A Deep Recurrent Survival Model for Unbiased Ranking

Position bias is a critical problem in information retrieval when dealing with implicit yet biased user feedback data. Unbiased ranking methods typically rely on causality models and debias the user feedback through inverse propensity weighting. While practical, these methods still suffer from two major problems. First, when inferring a user click, the impact of the contextual information, such as documents that have been examined, is often ignored. Second, only the position bias is considered but other issues resulted from user browsing behaviors are overlooked. In this paper, we propose an end-to-end Deep Recurrent Survival Ranking (DRSR), a unified framework to jointly model user's various behaviors, to (i) consider the rich contextual information in the ranking list; and (ii) address the hidden issues underlying user behaviors, i.e., to mine observe pattern in queries without any click (non-click queries), and to model tracking logs which cannot truly reflect the user browsing intents (untrusted observation).

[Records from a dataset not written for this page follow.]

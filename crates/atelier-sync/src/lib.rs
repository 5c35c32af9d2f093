//! Continuous bidirectional replication
//!
//! Mirrors every database the signed-in user owns against its
//! counterpart on a CouchDB-compatible remote: the shared global user
//! database, one database per unsharded kind, and one per discovered
//! year shard of the sharded kinds. Each pair gets an independent
//! stream; one failing shard never takes the rest down.
//!
//! Streams run until cancelled and report progress over an event
//! channel rather than through return values.

mod credentials;
mod manager;
mod remote;
mod replicator;

pub use credentials::SyncCredentials;
pub use manager::SyncManager;
pub use remote::RemoteDatabase;
pub use replicator::ReplicationHandle;

use atelier_store::StoreError;
use thiserror::Error;

/// Sync errors
#[derive(Debug, Error)]
pub enum SyncError {
    /// Replication was requested with no signed-in user.
    #[error("Authentication required")]
    AuthenticationRequired,

    #[error(transparent)]
    Store(#[from] StoreError),

    #[error("Invalid remote URL: {0}")]
    InvalidUrl(String),

    #[error("HTTP error: {0}")]
    Http(String),
}

impl From<reqwest::Error> for SyncError {
    fn from(e: reqwest::Error) -> Self {
        SyncError::Http(e.to_string())
    }
}

pub type SyncResult<T> = Result<T, SyncError>;

/// Progress and failure notifications from running streams.
#[derive(Debug, Clone, PartialEq, Eq)]
pub enum SyncEvent {
    StreamStarted { db: String },
    ChangesPulled { db: String, count: usize },
    ChangesPushed { db: String, count: usize },
    /// A stream iteration failed. The stream stays enrolled and
    /// retries with backoff.
    StreamError { db: String, message: String },
    StreamStopped { db: String },
}
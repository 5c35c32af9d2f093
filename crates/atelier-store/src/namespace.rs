//! Namespace resolution
//!
//! Maps (entity kind, user, optional year) to the concrete database
//! name the storage engine sees. Pure functions: no I/O, never fail,
//! deterministic. User identifiers are embedded verbatim, so names are
//! collision-free across users.

use atelier_model::EntityKind;
use atelier_util::{year_of_date, UserId};

/// The shared global user database. Not per-user: registration has to
/// work before an identity exists.
pub const GLOBAL_USER_DB: &str = "users";

/// Sentinel user token when no identity is signed in.
pub const ANONYMOUS_USER: &str = "anonymous";

fn user_token(user: Option<&UserId>) -> &str {
    user.map(UserId::as_str).unwrap_or(ANONYMOUS_USER)
}

/// Concrete database name for an unsharded kind.
///
/// Sharded kinds resolve through [`shard_name`]; this function rejects
/// them in debug builds, since their unsharded form names a database
/// the registry never opens.
pub fn resolve_name(kind: EntityKind, user: Option<&UserId>) -> String {
    debug_assert!(
        !kind.is_sharded(),
        "sharded kinds resolve through shard_name"
    );
    match kind {
        EntityKind::User => GLOBAL_USER_DB.to_string(),
        _ => format!("{}_{}", user_token(user), kind.as_str()),
    }
}

/// Concrete database name for one year shard of a sharded kind.
pub fn shard_name(kind: EntityKind, user: Option<&UserId>, year: i32) -> String {
    format!("{}_{}_{}", user_token(user), kind.as_str(), year)
}

/// Shard name derived from a document's date field. Unparsable dates
/// route to the current year's shard.
pub fn name_for_date(kind: EntityKind, user: Option<&UserId>, date: &str) -> String {
    shard_name(kind, user, year_of_date(date))
}

/// The `{user}_{kind}_` prefix shared by every shard of one kind, used
/// by shard discovery.
pub fn shard_prefix(kind: EntityKind, user: Option<&UserId>) -> String {
    format!("{}_{}_", user_token(user), kind.as_str())
}

#[cfg(test)]
mod tests {
    use super::*;
    use atelier_util::current_year;

    #[test]
    fn user_kind_resolves_to_global_name() {
        let u1 = UserId::new("u1");
        assert_eq!(resolve_name(EntityKind::User, Some(&u1)), "users");
        assert_eq!(resolve_name(EntityKind::User, None), "users");
    }

    #[test]
    fn unsharded_names_embed_the_user() {
        let u1 = UserId::new("u1");
        assert_eq!(resolve_name(EntityKind::Student, Some(&u1)), "u1_student");
        assert_eq!(
            resolve_name(EntityKind::StudentPackage, Some(&u1)),
            "u1_student_package"
        );
    }

    #[test]
    fn resolution_is_deterministic_and_user_disjoint() {
        let u1 = UserId::new("u1");
        let u2 = UserId::new("u2");

        for kind in EntityKind::unsharded() {
            assert_eq!(
                resolve_name(kind, Some(&u1)),
                resolve_name(kind, Some(&u1))
            );
            if kind != EntityKind::User {
                assert_ne!(resolve_name(kind, Some(&u1)), resolve_name(kind, Some(&u2)));
            }
        }
        for kind in EntityKind::sharded() {
            assert_ne!(
                shard_name(kind, Some(&u1), 2024),
                shard_name(kind, Some(&u2), 2024)
            );
        }
    }

    #[test]
    #[cfg(debug_assertions)]
    #[should_panic(expected = "resolve through shard_name")]
    fn sharded_kind_cannot_resolve_unsharded() {
        let u1 = UserId::new("u1");
        resolve_name(EntityKind::Booking, Some(&u1));
    }

    #[test]
    fn missing_identity_uses_anonymous_sentinel() {
        assert_eq!(resolve_name(EntityKind::Student, None), "anonymous_student");
    }

    #[test]
    fn shard_names_carry_the_year() {
        let u1 = UserId::new("u1");
        assert_eq!(
            shard_name(EntityKind::Booking, Some(&u1), 2024),
            "u1_booking_2024"
        );
        assert_eq!(
            shard_name(EntityKind::Transaction, Some(&u1), 2023),
            "u1_transaction_2023"
        );
    }

    #[test]
    fn name_for_date_extracts_the_year() {
        let u1 = UserId::new("u1");
        assert_eq!(
            name_for_date(EntityKind::Booking, Some(&u1), "2023-08-14"),
            "u1_booking_2023"
        );
    }

    #[test]
    fn name_for_unparsable_date_matches_current_year() {
        let u1 = UserId::new("u1");
        assert_eq!(
            name_for_date(EntityKind::Booking, Some(&u1), "garbage"),
            shard_name(EntityKind::Booking, Some(&u1), current_year())
        );
    }

    #[test]
    fn shard_prefix_matches_shard_names() {
        let u1 = UserId::new("u1");
        let prefix = shard_prefix(EntityKind::Booking, Some(&u1));
        assert!(shard_name(EntityKind::Booking, Some(&u1), 2024).starts_with(&prefix));
    }
}
//! Data model for the atelier booking/CRM core
//!
//! Provides:
//! - The fixed enumeration of entity kinds and their sharding rules
//! - Document metadata and one typed document schema per kind
//! - The index set each kind's database must carry

mod document;
mod index;
mod kind;

pub use document::*;
pub use index::*;
pub use kind::*;
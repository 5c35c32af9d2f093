//! Typed documents
//!
//! Every persisted record shares the same metadata envelope (`_id`,
//! `_rev`, `type`, `created_at`, `updated_at`); each entity kind adds
//! its own explicit field schema on top. The generic CRUD layer is
//! generic over [`Entity`] rather than duck-typing shapes at runtime.

use atelier_util::{timestamp, DocumentId};
use serde::de::DeserializeOwned;
use serde::{Deserialize, Serialize};

use crate::EntityKind;

/// Store metadata carried by every document, local and over the wire.
#[derive(Debug, Clone, PartialEq, Serialize, Deserialize)]
pub struct DocumentMeta {
    #[serde(rename = "_id")]
    pub id: DocumentId,

    /// Store-assigned revision token. `None` until first persisted.
    #[serde(rename = "_rev", skip_serializing_if = "Option::is_none")]
    pub rev: Option<String>,

    /// Kind discriminator. Immutable after creation.
    #[serde(rename = "type")]
    pub kind: EntityKind,

    /// RFC 3339, stamped once at creation. Immutable.
    pub created_at: String,

    /// RFC 3339, rewritten on every update.
    pub updated_at: String,
}

impl DocumentMeta {
    /// Fresh metadata for a new document of the given kind:
    /// generated id, `created_at == updated_at`, no revision yet.
    pub fn new(kind: EntityKind) -> Self {
        let now = timestamp();
        Self {
            id: DocumentId::generate(kind.as_str()),
            rev: None,
            kind,
            created_at: now.clone(),
            updated_at: now,
        }
    }
}

/// A persistable document of one fixed entity kind.
pub trait Entity: Serialize + DeserializeOwned + Send + Sync {
    const KIND: EntityKind;

    fn meta(&self) -> &DocumentMeta;
    fn meta_mut(&mut self) -> &mut DocumentMeta;
}

macro_rules! impl_entity {
    ($ty:ty, $kind:expr) => {
        impl Entity for $ty {
            const KIND: EntityKind = $kind;

            fn meta(&self) -> &DocumentMeta {
                &self.meta
            }

            fn meta_mut(&mut self) -> &mut DocumentMeta {
                &mut self.meta
            }
        }
    };
}

/// Account role, as provisioned by the (external) auth layer.
#[derive(Debug, Clone, Copy, PartialEq, Eq, Serialize, Deserialize)]
#[serde(rename_all = "snake_case")]
pub enum UserRole {
    Teacher,
    Admin,
}

/// Per-account presentation settings.
#[derive(Debug, Clone, PartialEq, Serialize, Deserialize)]
pub struct UserSettings {
    pub language: String,
    pub timezone: String,
    pub currency: String,
}

/// An account record in the shared global user database.
#[derive(Debug, Clone, Serialize, Deserialize)]
pub struct User {
    #[serde(flatten)]
    pub meta: DocumentMeta,
    pub username: String,
    pub password_hash: String,
    #[serde(skip_serializing_if = "Option::is_none")]
    pub email: Option<String>,
    pub phone: String,
    pub country_code: String,
    pub role: UserRole,
    pub display_name: String,
    pub settings: UserSettings,
}

impl_entity!(User, EntityKind::User);

#[derive(Debug, Clone, Serialize, Deserialize)]
pub struct Student {
    #[serde(flatten)]
    pub meta: DocumentMeta,
    pub name: String,
    pub phone: String,
    #[serde(default)]
    pub country_code: String,
    #[serde(default)]
    pub email: String,
    #[serde(default)]
    pub address: String,
    pub credits: i64,
    #[serde(default)]
    pub notes: String,
}

impl_entity!(Student, EntityKind::Student);

/// A purchasable credit package.
#[derive(Debug, Clone, Serialize, Deserialize)]
pub struct Package {
    #[serde(flatten)]
    pub meta: DocumentMeta,
    pub name: String,
    #[serde(default)]
    pub description: String,
    pub price: f64,
    pub credits: i64,
    pub duration_days: i64,
    pub active: bool,
    #[serde(skip_serializing_if = "Option::is_none")]
    pub is_custom: Option<bool>,
}

impl_entity!(Package, EntityKind::Package);

#[derive(Debug, Clone, Copy, PartialEq, Eq, Serialize, Deserialize)]
#[serde(rename_all = "snake_case")]
pub enum StudentPackageStatus {
    Active,
    Expired,
    Completed,
}

/// A package purchased by a student, with its remaining credit balance.
#[derive(Debug, Clone, Serialize, Deserialize)]
pub struct StudentPackage {
    #[serde(flatten)]
    pub meta: DocumentMeta,
    pub student_id: DocumentId,
    pub package_id: DocumentId,
    pub credits_purchased: i64,
    pub credits_remaining: i64,
    pub purchase_date: String,
    pub expiry_date: String,
    pub status: StudentPackageStatus,
    #[serde(default)]
    pub notes: String,
    #[serde(skip_serializing_if = "Option::is_none")]
    pub custom_price: Option<f64>,
}

impl_entity!(StudentPackage, EntityKind::StudentPackage);

#[derive(Debug, Clone, Serialize, Deserialize)]
pub struct ClassType {
    #[serde(flatten)]
    pub meta: DocumentMeta,
    pub name: String,
    #[serde(default)]
    pub description: String,
    pub duration_minutes: i64,
    pub active: bool,
}

impl_entity!(ClassType, EntityKind::ClassType);

/// A scheduled class occurrence students can book into.
#[derive(Debug, Clone, Serialize, Deserialize)]
pub struct Class {
    #[serde(flatten)]
    pub meta: DocumentMeta,
    pub name: String,
    #[serde(default)]
    pub description: String,
    pub class_type_id: DocumentId,
    pub location_id: DocumentId,
    #[serde(default)]
    pub instructor: String,
    pub start_date: String,
    pub start_time: String,
    pub end_time: String,
    pub max_students: i64,
    pub price: f64,
    pub active: bool,
}

impl_entity!(Class, EntityKind::Class);

#[derive(Debug, Clone, Copy, PartialEq, Eq, Serialize, Deserialize)]
#[serde(rename_all = "snake_case")]
pub enum BookingStatus {
    Confirmed,
    Cancelled,
    Completed,
    NoShow,
}

/// One student booked into one class on one date. Year-sharded on
/// `class_date`.
#[derive(Debug, Clone, Serialize, Deserialize)]
pub struct Booking {
    #[serde(flatten)]
    pub meta: DocumentMeta,
    pub student_id: DocumentId,
    pub class_id: DocumentId,
    pub class_date: String,
    pub class_time: String,
    pub status: BookingStatus,
    pub credits_used: i64,
    #[serde(default)]
    pub notes: String,
}

impl_entity!(Booking, EntityKind::Booking);

#[derive(Debug, Clone, Copy, PartialEq, Eq, Serialize, Deserialize)]
#[serde(rename_all = "snake_case")]
pub enum TransactionType {
    Payment,
    Refund,
    CreditPurchase,
    CreditUsage,
}

#[derive(Debug, Clone, Copy, PartialEq, Eq, Serialize, Deserialize)]
#[serde(rename_all = "snake_case")]
pub enum PaymentMethod {
    Cash,
    BankTransfer,
    Credit,
}

/// A money or credit movement. Year-sharded on `transaction_date`.
#[derive(Debug, Clone, Serialize, Deserialize)]
pub struct Transaction {
    #[serde(flatten)]
    pub meta: DocumentMeta,
    pub student_id: DocumentId,
    pub amount: f64,
    pub transaction_type: TransactionType,
    pub payment_method: PaymentMethod,
    pub transaction_date: String,
    #[serde(default)]
    pub description: String,
    #[serde(skip_serializing_if = "Option::is_none")]
    pub class_id: Option<DocumentId>,
    #[serde(skip_serializing_if = "Option::is_none")]
    pub package_id: Option<DocumentId>,
}

impl_entity!(Transaction, EntityKind::Transaction);

#[derive(Debug, Clone, Serialize, Deserialize)]
pub struct Location {
    #[serde(flatten)]
    pub meta: DocumentMeta,
    pub name: String,
    #[serde(default)]
    pub address: String,
    pub active: bool,
}

impl_entity!(Location, EntityKind::Location);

Specifically, we adopt a recurrent neural network to model the contextual information and estimates the conditional likelihood of user feedback at each position. We then incorporate survival analysis techniques with the probability chain rule to mathematically recover the unbiased joint probability of one user's various behaviors. DRSR can be easily incorporated with both point-wise and pair-wise learning objectives. The extensive experiments over two large-scale industrial datasets demonstrate the significant performance gains of our model comparing with the state-of-the-arts.